┌──
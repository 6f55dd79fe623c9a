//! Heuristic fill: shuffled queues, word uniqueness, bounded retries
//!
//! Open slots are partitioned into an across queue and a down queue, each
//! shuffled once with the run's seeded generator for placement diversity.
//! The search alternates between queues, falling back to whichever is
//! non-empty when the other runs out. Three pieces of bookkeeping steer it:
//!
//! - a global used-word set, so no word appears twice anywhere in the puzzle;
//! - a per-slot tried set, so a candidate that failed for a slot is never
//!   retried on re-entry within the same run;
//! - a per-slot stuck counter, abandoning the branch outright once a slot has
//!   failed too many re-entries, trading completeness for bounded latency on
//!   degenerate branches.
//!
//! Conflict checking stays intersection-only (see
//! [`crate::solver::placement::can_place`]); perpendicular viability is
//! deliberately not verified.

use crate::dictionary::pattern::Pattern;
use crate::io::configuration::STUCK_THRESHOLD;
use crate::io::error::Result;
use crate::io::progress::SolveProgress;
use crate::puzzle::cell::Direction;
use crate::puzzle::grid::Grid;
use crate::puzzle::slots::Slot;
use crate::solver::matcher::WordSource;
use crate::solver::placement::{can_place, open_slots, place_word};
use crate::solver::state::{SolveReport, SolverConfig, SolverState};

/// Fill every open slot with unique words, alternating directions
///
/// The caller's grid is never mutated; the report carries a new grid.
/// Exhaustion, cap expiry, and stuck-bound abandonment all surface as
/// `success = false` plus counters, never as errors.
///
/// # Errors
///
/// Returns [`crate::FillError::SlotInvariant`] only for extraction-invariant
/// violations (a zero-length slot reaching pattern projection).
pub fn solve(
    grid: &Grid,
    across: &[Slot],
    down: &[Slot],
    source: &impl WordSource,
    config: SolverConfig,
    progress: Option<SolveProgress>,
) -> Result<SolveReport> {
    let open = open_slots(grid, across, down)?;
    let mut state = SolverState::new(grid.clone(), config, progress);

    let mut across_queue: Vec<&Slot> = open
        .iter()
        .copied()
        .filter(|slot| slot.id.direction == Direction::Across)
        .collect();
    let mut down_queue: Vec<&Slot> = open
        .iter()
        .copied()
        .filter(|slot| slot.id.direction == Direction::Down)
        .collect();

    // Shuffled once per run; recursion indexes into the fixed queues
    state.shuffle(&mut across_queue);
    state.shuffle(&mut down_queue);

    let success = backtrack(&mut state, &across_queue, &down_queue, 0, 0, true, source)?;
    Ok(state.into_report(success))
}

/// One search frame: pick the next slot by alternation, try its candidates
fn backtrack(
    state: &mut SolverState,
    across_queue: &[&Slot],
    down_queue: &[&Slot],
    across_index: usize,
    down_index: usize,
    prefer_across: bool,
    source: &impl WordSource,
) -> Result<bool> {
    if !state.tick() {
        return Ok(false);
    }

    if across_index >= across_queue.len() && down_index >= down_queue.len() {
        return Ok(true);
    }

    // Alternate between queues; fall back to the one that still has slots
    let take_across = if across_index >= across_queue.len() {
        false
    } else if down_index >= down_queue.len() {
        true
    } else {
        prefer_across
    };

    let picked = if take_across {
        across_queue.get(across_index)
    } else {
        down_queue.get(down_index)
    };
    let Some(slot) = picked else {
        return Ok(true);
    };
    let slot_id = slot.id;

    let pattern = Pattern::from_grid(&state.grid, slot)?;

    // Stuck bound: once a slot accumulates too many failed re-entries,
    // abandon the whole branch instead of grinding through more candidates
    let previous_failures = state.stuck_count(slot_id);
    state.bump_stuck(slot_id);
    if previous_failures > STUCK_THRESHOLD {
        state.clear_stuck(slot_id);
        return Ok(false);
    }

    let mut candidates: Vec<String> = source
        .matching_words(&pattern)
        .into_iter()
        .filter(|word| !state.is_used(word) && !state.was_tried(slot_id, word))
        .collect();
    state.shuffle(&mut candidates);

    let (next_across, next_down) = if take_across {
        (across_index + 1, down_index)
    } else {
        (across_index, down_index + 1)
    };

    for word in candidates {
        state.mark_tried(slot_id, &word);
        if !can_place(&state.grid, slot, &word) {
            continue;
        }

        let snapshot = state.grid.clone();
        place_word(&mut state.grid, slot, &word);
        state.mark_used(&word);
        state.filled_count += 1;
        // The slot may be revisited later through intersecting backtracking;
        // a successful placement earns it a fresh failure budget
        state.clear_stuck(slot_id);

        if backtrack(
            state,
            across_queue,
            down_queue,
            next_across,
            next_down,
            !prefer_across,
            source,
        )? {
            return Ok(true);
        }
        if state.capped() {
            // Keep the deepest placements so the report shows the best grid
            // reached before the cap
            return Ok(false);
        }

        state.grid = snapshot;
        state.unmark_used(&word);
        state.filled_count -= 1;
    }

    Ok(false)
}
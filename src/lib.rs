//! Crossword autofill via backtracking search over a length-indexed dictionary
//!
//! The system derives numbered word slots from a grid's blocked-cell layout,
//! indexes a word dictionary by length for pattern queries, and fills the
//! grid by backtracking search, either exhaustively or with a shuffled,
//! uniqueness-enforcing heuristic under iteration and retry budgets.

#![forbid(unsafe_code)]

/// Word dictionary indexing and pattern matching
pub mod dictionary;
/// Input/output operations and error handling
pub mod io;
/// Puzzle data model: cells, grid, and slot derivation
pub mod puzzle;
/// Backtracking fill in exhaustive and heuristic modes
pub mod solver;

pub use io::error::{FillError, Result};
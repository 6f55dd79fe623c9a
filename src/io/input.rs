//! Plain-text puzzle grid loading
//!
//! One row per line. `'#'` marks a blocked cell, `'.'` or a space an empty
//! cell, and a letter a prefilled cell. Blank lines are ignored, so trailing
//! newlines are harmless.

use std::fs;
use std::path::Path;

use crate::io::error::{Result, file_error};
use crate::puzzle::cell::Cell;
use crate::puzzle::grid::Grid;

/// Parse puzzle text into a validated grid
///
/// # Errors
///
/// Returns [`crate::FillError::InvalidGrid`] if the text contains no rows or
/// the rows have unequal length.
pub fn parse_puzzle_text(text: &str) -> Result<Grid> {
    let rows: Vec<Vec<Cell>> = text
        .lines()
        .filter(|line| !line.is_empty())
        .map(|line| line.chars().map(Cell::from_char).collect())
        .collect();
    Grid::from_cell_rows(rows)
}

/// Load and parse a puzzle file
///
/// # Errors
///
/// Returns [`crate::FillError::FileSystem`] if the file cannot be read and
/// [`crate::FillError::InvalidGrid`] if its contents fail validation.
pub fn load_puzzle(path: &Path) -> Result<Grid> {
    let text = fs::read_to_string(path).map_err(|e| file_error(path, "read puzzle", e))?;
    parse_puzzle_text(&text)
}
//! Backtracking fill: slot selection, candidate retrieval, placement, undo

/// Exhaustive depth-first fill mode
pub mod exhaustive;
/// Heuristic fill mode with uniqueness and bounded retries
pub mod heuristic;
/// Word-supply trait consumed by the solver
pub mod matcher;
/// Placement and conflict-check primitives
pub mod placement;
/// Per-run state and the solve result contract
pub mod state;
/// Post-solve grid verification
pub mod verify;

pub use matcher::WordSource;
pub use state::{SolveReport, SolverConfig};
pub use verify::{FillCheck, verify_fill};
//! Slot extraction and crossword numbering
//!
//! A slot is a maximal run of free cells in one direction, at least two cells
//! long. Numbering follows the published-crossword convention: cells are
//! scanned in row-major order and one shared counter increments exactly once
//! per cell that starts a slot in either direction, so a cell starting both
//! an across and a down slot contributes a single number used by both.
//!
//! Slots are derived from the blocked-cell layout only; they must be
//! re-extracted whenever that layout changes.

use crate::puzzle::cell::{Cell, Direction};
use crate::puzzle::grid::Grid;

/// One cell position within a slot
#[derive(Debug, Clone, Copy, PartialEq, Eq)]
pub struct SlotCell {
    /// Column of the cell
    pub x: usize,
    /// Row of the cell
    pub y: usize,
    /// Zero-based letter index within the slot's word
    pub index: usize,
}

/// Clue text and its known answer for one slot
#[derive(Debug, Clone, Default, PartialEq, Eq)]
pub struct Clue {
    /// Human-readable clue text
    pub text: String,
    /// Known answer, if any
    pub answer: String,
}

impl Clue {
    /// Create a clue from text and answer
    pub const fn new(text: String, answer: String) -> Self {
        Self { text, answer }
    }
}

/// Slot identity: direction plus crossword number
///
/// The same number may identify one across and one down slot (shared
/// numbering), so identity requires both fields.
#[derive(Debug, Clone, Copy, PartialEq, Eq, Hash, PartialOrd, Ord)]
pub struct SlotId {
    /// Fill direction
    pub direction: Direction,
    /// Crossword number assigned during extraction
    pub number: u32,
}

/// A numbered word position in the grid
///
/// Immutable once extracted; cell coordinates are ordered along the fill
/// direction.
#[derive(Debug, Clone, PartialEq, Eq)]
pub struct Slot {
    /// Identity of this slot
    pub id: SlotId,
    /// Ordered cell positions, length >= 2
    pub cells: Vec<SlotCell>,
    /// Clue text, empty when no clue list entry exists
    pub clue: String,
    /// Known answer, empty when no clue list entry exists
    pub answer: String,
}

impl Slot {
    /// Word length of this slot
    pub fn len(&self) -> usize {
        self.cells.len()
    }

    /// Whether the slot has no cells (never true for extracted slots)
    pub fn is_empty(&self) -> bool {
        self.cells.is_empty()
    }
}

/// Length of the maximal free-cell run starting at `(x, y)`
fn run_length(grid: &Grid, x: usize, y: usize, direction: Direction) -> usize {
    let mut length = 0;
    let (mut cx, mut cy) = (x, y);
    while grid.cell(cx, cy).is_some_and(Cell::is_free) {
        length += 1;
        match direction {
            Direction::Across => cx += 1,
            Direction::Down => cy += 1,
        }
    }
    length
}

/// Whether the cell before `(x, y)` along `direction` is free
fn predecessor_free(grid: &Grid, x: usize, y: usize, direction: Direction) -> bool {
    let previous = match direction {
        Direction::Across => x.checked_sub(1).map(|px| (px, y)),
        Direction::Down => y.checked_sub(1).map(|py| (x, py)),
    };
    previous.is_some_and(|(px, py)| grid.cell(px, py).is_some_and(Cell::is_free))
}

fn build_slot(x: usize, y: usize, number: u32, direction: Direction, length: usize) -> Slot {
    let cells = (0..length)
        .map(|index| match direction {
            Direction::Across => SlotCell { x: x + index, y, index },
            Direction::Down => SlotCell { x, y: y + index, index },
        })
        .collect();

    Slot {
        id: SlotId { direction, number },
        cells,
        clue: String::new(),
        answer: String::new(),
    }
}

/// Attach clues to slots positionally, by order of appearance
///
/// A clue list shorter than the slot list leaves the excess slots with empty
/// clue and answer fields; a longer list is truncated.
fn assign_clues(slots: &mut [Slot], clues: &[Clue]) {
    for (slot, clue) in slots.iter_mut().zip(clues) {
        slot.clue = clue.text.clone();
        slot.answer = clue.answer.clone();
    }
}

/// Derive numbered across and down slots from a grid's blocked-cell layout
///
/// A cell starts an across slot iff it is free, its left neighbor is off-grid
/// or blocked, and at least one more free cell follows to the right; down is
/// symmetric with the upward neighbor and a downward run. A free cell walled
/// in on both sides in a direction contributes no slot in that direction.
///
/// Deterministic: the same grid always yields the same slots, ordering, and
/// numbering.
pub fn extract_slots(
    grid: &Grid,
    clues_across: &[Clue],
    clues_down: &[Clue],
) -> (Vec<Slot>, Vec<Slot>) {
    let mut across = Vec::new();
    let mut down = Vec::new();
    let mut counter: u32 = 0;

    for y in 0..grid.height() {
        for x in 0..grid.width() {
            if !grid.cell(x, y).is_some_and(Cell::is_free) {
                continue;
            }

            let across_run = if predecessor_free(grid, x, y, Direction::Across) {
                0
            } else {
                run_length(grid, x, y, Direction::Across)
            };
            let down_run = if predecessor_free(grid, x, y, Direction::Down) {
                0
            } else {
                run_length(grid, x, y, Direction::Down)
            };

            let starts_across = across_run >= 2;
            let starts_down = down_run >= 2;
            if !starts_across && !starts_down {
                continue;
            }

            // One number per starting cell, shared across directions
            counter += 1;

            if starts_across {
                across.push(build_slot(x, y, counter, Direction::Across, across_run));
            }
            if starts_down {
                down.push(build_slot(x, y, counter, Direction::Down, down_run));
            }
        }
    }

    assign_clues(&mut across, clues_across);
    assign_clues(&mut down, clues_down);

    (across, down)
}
└──
▶ What you will do
Once you find the line with "Identity of this slot" in the entries above, output it and each line after it up to and including the line with "pub fn is_empty(&self)", and nothing else.

▶ Answer to this task
    /// Identity of this slot
    pub id: SlotId,
    /// Ordered cell positions, length >= 2
    pub cells: Vec<SlotCell>,
    /// Clue text, empty when no clue list entry exists
    pub clue: String,
    /// Known answer, empty when no clue list entry exists
    pub answer: String,
}

impl Slot {
    /// Word length of this slot
    pub fn len(&self) -> usize {
        self.cells.len()
    }

    /// Whether the slot has no cells (never true for extracted slots)
    pub fn is_empty(&self) -> bool {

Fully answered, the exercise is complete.